Like Jurassic Park dinosaurs finding a way to breed, it’s safe to assume our resourceful journalist will find a way to break the story on social media.
After all, that’s part of their job.
It might be they compose a tweet while sitting in court and then step out the door to ‘publish’ it. Or message it to somebody else via an entirly different method. Or just ignore the ban entirely.
It’s already customary for radio journalists (and those writing for online) to run out of court and file as son as they have something to report. With social media increasingly becoming a central part of a journalist’s toolkit, Magistrates might now have a hoard of journalists heading for the door.

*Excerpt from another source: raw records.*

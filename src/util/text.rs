use std::borrow::Cow;

use unicode_width::UnicodeWidthChar;

/// Ellipsis appended by [`truncate_to_width`].
const ELLIPSIS: &str = "...";
const ELLIPSIS_WIDTH: usize = 3;

/// Truncates a string to fit within `max_width` terminal columns.
///
/// Wide characters (CJK, emoji) count as two columns. When the string has to be
/// cut, "..." is appended and counted against the width. Widths of three or
/// fewer columns get a plain prefix with no ellipsis.
///
/// ```
/// use memoria::util::truncate_to_width;
///
/// assert_eq!(truncate_to_width("Short", 10), "Short");
/// assert_eq!(truncate_to_width("Hello World", 8), "Hello...");
/// assert_eq!(truncate_to_width("Test", 2), "Te");
/// ```
pub fn truncate_to_width(s: &str, max_width: usize) -> Cow<'_, str> {
    let mut width = 0;
    let mut fits_end = s.len();
    let mut keep_end = None;
    let budget = max_width.saturating_sub(ELLIPSIS_WIDTH);

    for (idx, c) in s.char_indices() {
        let w = UnicodeWidthChar::width(c).unwrap_or(0);
        if keep_end.is_none() && width + w > budget {
            keep_end = Some(idx);
        }
        if width + w > max_width {
            fits_end = idx;
            break;
        }
        width += w;
    }

    if fits_end == s.len() {
        return Cow::Borrowed(s);
    }
    if max_width <= ELLIPSIS_WIDTH {
        return Cow::Owned(s[..fits_end].to_string());
    }
    let cut = keep_end.unwrap_or(fits_end);
    Cow::Owned(format!("{}{}", &s[..cut], ELLIPSIS))
}

fn is_stripped(b: u8) -> bool {
    b == 0x1b || b == 0x7f || (b < 0x20 && b != b'\t' && b != b'\n' && b != b'\r')
}

/// Strip terminal control characters and ANSI escape sequences.
///
/// Classification results and imported backups are untrusted text that ends
/// up printed to a terminal. Tab, newline and carriage return survive; CSI
/// (`ESC [ ... final`) and OSC (`ESC ] ... BEL|ST`) sequences are dropped
/// whole. Returns `Cow::Borrowed` when nothing needed stripping.
pub fn strip_control_chars(s: &str) -> Cow<'_, str> {
    let bytes = s.as_bytes();
    if !bytes.iter().any(|&b| is_stripped(b)) {
        return Cow::Borrowed(s);
    }

    let mut out = String::with_capacity(s.len());
    let mut i = 0;
    while i < bytes.len() {
        let b = bytes[i];
        if b == 0x1b {
            match bytes.get(i + 1) {
                Some(b'[') => {
                    i += 2;
                    while i < bytes.len() {
                        let c = bytes[i];
                        i += 1;
                        if (0x40..=0x7e).contains(&c) {
                            break;
                        }
                    }
                }
                Some(b']') => {
                    i += 2;
                    while i < bytes.len() {
                        if bytes[i] == 0x07 {
                            i += 1;
                            break;
                        }
                        if bytes[i] == 0x1b && bytes.get(i + 1) == Some(&b'\\') {
                            i += 2;
                            break;
                        }
                        i += 1;
                    }
                }
                _ => i += 1,
            }
        } else if is_stripped(b) {
            i += 1;
        } else {
            let start = i;
            while i < bytes.len() && !is_stripped(bytes[i]) {
                i += 1;
            }
            // Only ASCII bytes stop the run, so this is a char boundary.
            out.push_str(&s[start..i]);
        }
    }

    Cow::Owned(out)
}

/// Sanitize a single-line metadata field: strip control characters and trim.
pub fn clean_field(s: &str) -> String {
    strip_control_chars(s).trim().to_string()
}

Surely this won’t help ease the digital ‘disruption’ the new guidelines seek to avoid.
Melbourne lawyer Kyle McDonald argues the ban is a “welcome development”:
It could be possible for one witness, or observer, to tweet messages to future witnesses about the proceedings, undermining an order-out for witnesses. Or a voir dire ruling on admissibility or privilege would be effectively undermined if the argument was published online. Similarly too, restrictions on identification of witnesses could compromised either deliberately or unwittingly by a courtroom tweeter.
But again, if a witness wanted to do any of these things they could do it via email, text message, a message board post or by simply walking out of the courtroom and unleashing a carrier pigeon.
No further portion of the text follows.